Review of attachment 287000 [details] [review]: Hi Jim, thanks for taking the time to review my patch. I incorporated your suggestions: https://github.com/tobiatesan/shotwell/compare/natural_sort I refactored it in a slightly different fashion than what you proposed, but it's still two-braces deep at most, and iterative. If you really want me to stick to your template, just ask and I'll do it quick. There is a specific use case that I'm having trouble with, though. I'm assuming that I should treat non-arabic numerals just as arabic numerals - as outlined in http://en.wikipedia.org/wiki/Numerals_in_Unicode Now, I'm not exactly fluent in Mandarin, but I'm pretty much positive that 十, 十一 are chinese numerals. However, '十'.isdigit() seems to return false (I'd assume it would return true based on http://references.valadoc.org/#!api=glib-2.0/unichar.isdigit), and (as a consequence) "十一" is not correctly read as 11. I would expect all the asserts() I commented out in the unit tests to pass, but... they don't. That you know of, is this a known bug in isdigit(), am I misunderstanding http://references.valadoc.org/#!api=glib-2.0/unichar.isdigit or am I just doing things wrong in general?

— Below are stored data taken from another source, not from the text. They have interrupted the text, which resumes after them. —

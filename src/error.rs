// Copyright 2024 Kore Ledger
// SPDX-License-Identifier: AGPL-3.0-or-later

//! # eazyapi errors.
//!
//! This module contains the different errors that can be returned by the data layer.
//! The display form of every variant is the bare message, so callers can match on it.
//!

use thiserror::Error;

/// eazyapi errors.
#[derive(Error, Debug, Clone, PartialEq)]
pub enum EazyError {
    /// Connecting to, initializing or closing the database failed.
    #[error("{0}")]
    DatabaseConnection(String),
    /// No record matched a single-record operation.
    #[error("{0}")]
    RecordNotFound(String),
    /// More than one record matched where exactly one was expected.
    #[error("{0}")]
    MultipleRecordsFound(String),
    /// A model name, filter, sort or pagination argument is malformed.
    #[error("{0}")]
    InvalidQuery(String),
    /// The database rejected or failed an operation.
    #[error("{0}")]
    DatabaseOperation(String),
    /// Record data does not match the model definition.
    #[error("{0}")]
    Validation(String),
    /// Configuration could not be built.
    #[error("{0}")]
    Config(String),
}

impl EazyError {
    pub(crate) fn invalid_query(message: impl Into<String>) -> Self {
        Self::InvalidQuery(message.into())
    }

    pub(crate) fn validation(message: impl Into<String>) -> Self {
        Self::Validation(message.into())
    }
}
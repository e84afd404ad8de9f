use serde::Deserialize;

use crate::{database::DatabaseConfig, error::EazyError, model::ModelDef, settings::Settings};

#[derive(Debug, Deserialize, Default)]
pub struct Params {
    #[serde(default)]
    eazyapi: EazyParams,
}

impl From<Params> for Settings {
    fn from(params: Params) -> Self {
        let database = params.eazyapi.database;
        Self {
            database: DatabaseConfig {
                uri: database.uri,
                database: database.database,
                models: database.models,
            },
            log_level: params.eazyapi.log_level,
        }
    }
}

#[derive(Debug, Deserialize)]
struct EazyParams {
    #[serde(default)]
    database: DatabaseParams,
    #[serde(default = "default_log_level")]
    log_level: String,
}

impl Default for EazyParams {
    fn default() -> Self {
        Self {
            database: DatabaseParams::default(),
            log_level: default_log_level(),
        }
    }
}

fn default_log_level() -> String {
    "info".to_owned()
}

#[derive(Debug, Deserialize)]
struct DatabaseParams {
    #[serde(default = "default_uri")]
    uri: String,
    #[serde(default = "default_database", alias = "name")]
    database: String,
    #[serde(default)]
    models: Vec<ModelDef>,
}

impl Default for DatabaseParams {
    fn default() -> Self {
        Self {
            uri: default_uri(),
            database: default_database(),
            models: vec![],
        }
    }
}

fn default_uri() -> String {
    "sqlite://:memory:".to_owned()
}

fn default_database() -> String {
    "default".to_owned()
}

/// Values given through `EAZYAPI_*` environment variables. Unset variables leave the
/// file value in place.
#[derive(Debug, Deserialize, Default)]
pub struct EnvParams {
    #[serde(skip)]
    database: DatabaseEnvParams,
    log_level: Option<String>,
}

#[derive(Debug, Deserialize, Default)]
struct DatabaseEnvParams {
    uri: Option<String>,
    name: Option<String>,
}

impl EnvParams {
    pub fn from_env(parent: &str) -> Result<Self, EazyError> {
        let mut params: Self = from_prefix(parent)?;
        params.database = from_prefix(&format!("{parent}_DATABASE"))?;
        Ok(params)
    }

    /// Overlay these values on the ones read from a file.
    pub fn mix_config(self, mut file: Params) -> Params {
        if let Some(uri) = self.database.uri {
            file.eazyapi.database.uri = uri;
        }
        if let Some(name) = self.database.name {
            file.eazyapi.database.database = name;
        }
        if let Some(log_level) = self.log_level {
            file.eazyapi.log_level = log_level;
        }
        file
    }
}

fn from_prefix<T: serde::de::DeserializeOwned>(prefix: &str) -> Result<T, EazyError> {
    config::Config::builder()
        .add_source(config::Environment::with_prefix(prefix))
        .build()
        .map_err(|e| EazyError::Config(format!("Error building config: {}", e)))?
        .try_deserialize()
        .map_err(|e| EazyError::Config(format!("Error try deserialize config: {}", e)))
}

#[cfg(test)]
mod tests {
    use serial_test::serial;

    use super::*;

    const VARS: [&str; 3] = [
        "EAZYAPI_DATABASE_URI",
        "EAZYAPI_DATABASE_NAME",
        "EAZYAPI_LOG_LEVEL",
    ];

    fn clear_env() {
        for var in VARS {
            std::env::remove_var(var);
        }
    }

    #[test]
    #[serial]
    fn test_from_env_values() {
        std::env::set_var("EAZYAPI_DATABASE_URI", "sqlite://env.sqlite3");
        std::env::set_var("EAZYAPI_DATABASE_NAME", "shop");
        std::env::set_var("EAZYAPI_LOG_LEVEL", "debug");

        let env = EnvParams::from_env("EAZYAPI").unwrap();
        clear_env();

        assert_eq!(env.database.uri.as_deref(), Some("sqlite://env.sqlite3"));
        assert_eq!(env.database.name.as_deref(), Some("shop"));
        assert_eq!(env.log_level.as_deref(), Some("debug"));
    }

    #[test]
    #[serial]
    fn test_from_env_default() {
        clear_env();
        let env = EnvParams::from_env("EAZYAPI").unwrap();
        assert!(env.database.uri.is_none());
        assert!(env.database.name.is_none());
        assert!(env.log_level.is_none());
    }

    #[test]
    fn test_mix_config() {
        let env = EnvParams {
            database: DatabaseEnvParams {
                uri: None,
                name: Some("shop".to_owned()),
            },
            log_level: Some("warn".to_owned()),
        };
        let settings = Settings::from(env.mix_config(Params::default()));
        assert_eq!(settings.database.uri, "sqlite://:memory:");
        assert_eq!(settings.database.database, "shop");
        assert_eq!(settings.log_level, "warn");
    }

    #[test]
    fn test_default_params() {
        assert_eq!(Settings::from(Params::default()), Settings::default());
    }
}
use crate::{error::EazyError, settings::Settings};
use config::Config;

use super::params::{EnvParams, Params};

/// Build the settings from a configuration file and, if `env` is set, the `EAZYAPI_*`
/// environment variables. An empty `file` means no file.
pub fn build_config(env: bool, file: &str) -> Result<Settings, EazyError> {
    // Env configuration
    let mut params_env = EnvParams::default();
    if env {
        params_env = EnvParams::from_env("EAZYAPI")?;
    }

    // file configuration (json, yaml or toml)
    let mut params_file = Params::default();
    if !file.is_empty() {
        let config = Config::builder()
            .add_source(config::File::with_name(file))
            .build()
            .map_err(|e| EazyError::Config(format!("Error building config: {}", e)))?;

        params_file = config
            .try_deserialize()
            .map_err(|e| EazyError::Config(format!("Error try deserialize config: {}", e)))?;
    }

    // Mix configurations.
    Ok(Settings::from(params_env.mix_config(params_file)))
}

#[cfg(test)]
mod tests {
    use serial_test::serial;
    use tempfile::TempDir;

    use super::build_config;
    use crate::{error::EazyError, model::FieldKind, settings::Settings};

    fn write(name: &str, content: &str) -> (TempDir, String) {
        let temp_dir = TempDir::new().unwrap();
        let temp_file_path = temp_dir.path().join(name);
        std::fs::write(&temp_file_path, content.as_bytes()).unwrap();
        let path = temp_file_path.to_str().unwrap().to_owned();
        (temp_dir, path)
    }

    #[test]
    #[serial]
    fn test_env() {
        std::env::set_var("EAZYAPI_DATABASE_URI", "sqlite://env.sqlite3");
        std::env::set_var("EAZYAPI_LOG_LEVEL", "debug");
        let settings = build_config(true, "");
        std::env::remove_var("EAZYAPI_DATABASE_URI");
        std::env::remove_var("EAZYAPI_LOG_LEVEL");

        let settings = settings.unwrap();
        assert_eq!(settings.database.uri, "sqlite://env.sqlite3");
        assert_eq!(settings.database.database, "default");
        assert_eq!(settings.log_level, "debug");
    }

    #[test]
    #[serial]
    fn test_env_ignored() {
        std::env::set_var("EAZYAPI_LOG_LEVEL", "trace");
        let settings = build_config(false, "");
        std::env::remove_var("EAZYAPI_LOG_LEVEL");
        assert_eq!(settings.unwrap(), Settings::default());
    }

    #[test]
    fn test_json() {
        let content = r#"
            {
              "eazyapi": {
                "database": {
                  "uri": "sqlite://db.sqlite3",
                  "name": "shop",
                  "models": [
                    {
                      "name": "Book",
                      "fields": [
                        {"name": "title", "kind": "text"},
                        {"name": "pages", "kind": "int", "nullable": true}
                      ]
                    }
                  ]
                },
                "log_level": "warn"
              }
            }"#;
        let (_dir, path) = write("config.json", content);

        let settings = build_config(false, &path).unwrap();
        assert_eq!(settings.database.uri, "sqlite://db.sqlite3");
        assert_eq!(settings.database.database, "shop");
        assert_eq!(settings.log_level, "warn");
        let book = &settings.database.models[0];
        assert_eq!(book.name, "Book");
        assert_eq!(book.fields[1].kind, FieldKind::Int);
        assert!(book.fields[1].nullable);
    }

    #[test]
    fn test_yaml() {
        let content = r#"
        eazyapi:
            database:
                uri: "sqlite://db.sqlite3"
                database: "shop"
                models:
                - name: "Person"
                  table: "people"
                  fields:
                  - name: "email"
                    kind: "text"
                    unique: true
        "#;
        let (_dir, path) = write("config.yaml", content);

        let settings = build_config(false, &path).unwrap();
        assert_eq!(settings.database.database, "shop");
        assert_eq!(settings.log_level, "info");
        assert_eq!(settings.database.models[0].table_name(), "people");
        assert!(settings.database.models[0].fields[0].unique);
    }

    #[test]
    fn test_toml() {
        let content = r#"
        [eazyapi]
        log_level = "error"

        [eazyapi.database]
        uri = "sqlite://:memory:"
        name = "test"
        "#;
        let (_dir, path) = write("config.toml", content);

        let settings = build_config(false, &path).unwrap();
        assert_eq!(settings.database.database, "test");
        assert!(settings.database.models.is_empty());
        assert_eq!(settings.log_level, "error");
    }

    #[test]
    #[serial]
    fn test_env_overrides_file() {
        let content = r#"
        [eazyapi.database]
        uri = "sqlite://file.sqlite3"
        name = "file"
        "#;
        let (_dir, path) = write("config.toml", content);
        std::env::set_var("EAZYAPI_DATABASE_NAME", "env");
        let settings = build_config(true, &path);
        std::env::remove_var("EAZYAPI_DATABASE_NAME");

        let settings = settings.unwrap();
        assert_eq!(settings.database.uri, "sqlite://file.sqlite3");
        assert_eq!(settings.database.database, "env");
    }

    #[test]
    fn test_missing_file() {
        let result = build_config(false, "/nonexistent/eazyapi.toml");
        assert!(matches!(result, Err(EazyError::Config(_))));
    }
}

This looks much better. You didn't have to follow my template exactly, but I feel like you found a way forward that is easier to follow. Regarding the isdigit() issue, that call is mapped to g_unichar_isdigit(). If you think there's a bug with it, I would recommend filing a bug with the GLib project, as that's their code. We shouldn't be working around this in Shotwell unless it's vital to operation. We need to find a place for the test code. I don't see any code for building it, do you have a custom Makefile (or something) for that? We should find a place for all that to live, I don't think src/ is a good location. I'm thinking a test/ directory. Other people should be able to (in the least) cd to that directory, type make, and run the test. We could consider expanding that in the future to more tests. That's a big question we've considered in the past and not made any progress on.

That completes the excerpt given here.